Chile tiene que organizar una industria mucho más orientada al mercado externo y se encuentra parcialmente atrapado en sus dos grandes variedades. “Es muy difícil que un país o región vinífera nueva puedan construir una industria global basada en Cabernet y Chardonnay”, dice Brascó.
AUDACIA TRANQUILA
La bodega argentina Familia Zuccardi posee 30 hás dedicadas a varietales nuevos. “Buscamos aprender el mejor sistema de vinificación de estas variedades”, dice Rubén Ruffo, enólogo de la compañía. Cuando éste tiene éxito durante uno o dos años, lo co-mercializan en su línea “Textual”, con volúmenes limitados de 1.000 a 3.000 botellas. Y de allí puede saltar a una producción masiva, como les ha ocurrido con el Viognier, una alternativa al Chardonnay, o el Arinaroa (variedad híbrida de Petit Verdot y Merlot).
Aun así es un camino complejo. “Es difícil incursionar al estilo de Francia o Italia en mercados de varietales muy nuevos”, dice Ercilia Nofal, una de las propietarias de Bodegas Nofal.
Aunque parezca raro, Nofal ha exportado Tempranillo a España, pero se trata de una excepción. “A nivel global muchas veces los consumidores no se fijan en las variedades sino en el origen de los vinos, tal es el caso de Francia o Italia”, dice Nofal. “Solamente cuando se avance en la difusión de las bondades de cada cepa y región se desarrollará un mercado más transparente”.
Curiosamente, una variedad tradicionalmente despreciada podría convertirse en la fuente de la próxima gran explosión productiva de los argentinos. Se trata de la tan humilde como extendida Bonarda. Ocupa el 18% de las 228.500 hás totales de viñedos, en segundo lugar atrás del Malbec. Ya en 1970, el experto francés Paul Truel advirtió que en realidad correspondía a la variedad francesa Corbeau (igualmente conocida como Charbonneau o douce noir). Un estudio genético con 17 muestras realizado por un equipo de la Universidad Nacional de Cuyo lo confirmó el año pasado. Desde entonces ha surgido la idea de cambiarle el nombre por otro más glamoroso.
“Es absurdo cambiarle el nombre por ser afrancesado y darles el gusto a unos pocos”, dice Brascó. “La Bonarda argentina es mejor que la italiana por la sencilla razón que ellos la usan para hacer frizantes y vinos de segunda calidad”.
En Francia la variedad está bastante desprestigiada, hay muy pocas hectáreas cultivadas, por lo que tampoco les convenía para el mercado internacional. Los expertos propu-sieron, en cambio, la denominación intermedia de “Bonarda Argentina”.

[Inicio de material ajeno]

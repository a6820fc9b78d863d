//! Companies API endpoints

use api_types::company::CompanyListResponse;
use axum::{Json, extract::State};

use crate::server::ServerState;

/// Handle requests for listing companies known to the catalog or billed.
///
/// Billing store failures are not fatal: the catalog companies are still
/// returned.
pub async fn list(State(state): State<ServerState>) -> Json<CompanyListResponse> {
    let mut companies = state.catalog.companies();

    if let Some(db) = &state.db {
        match engine::list_companies(db).await {
            Ok(billed) => companies.extend(billed),
            Err(err) => tracing::warn!("could not list billed companies: {err}"),
        }
    }

    Json(CompanyListResponse {
        companies: companies.into_iter().collect(),
    })
}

Bodegas como Sur de los Andes, que exporta el 90% de su producción, ya desarrollaron dos Bonardas de alto nivel. “La Bonarda tiene un potencial similar al Malbec”, dijo a la prensa su director, el economista Luis Banfi. En cinco a 10 años más tal vez veamos cuál de los dos príncipes viñateros del Cono Sur está más cerca de ceñirse la corona.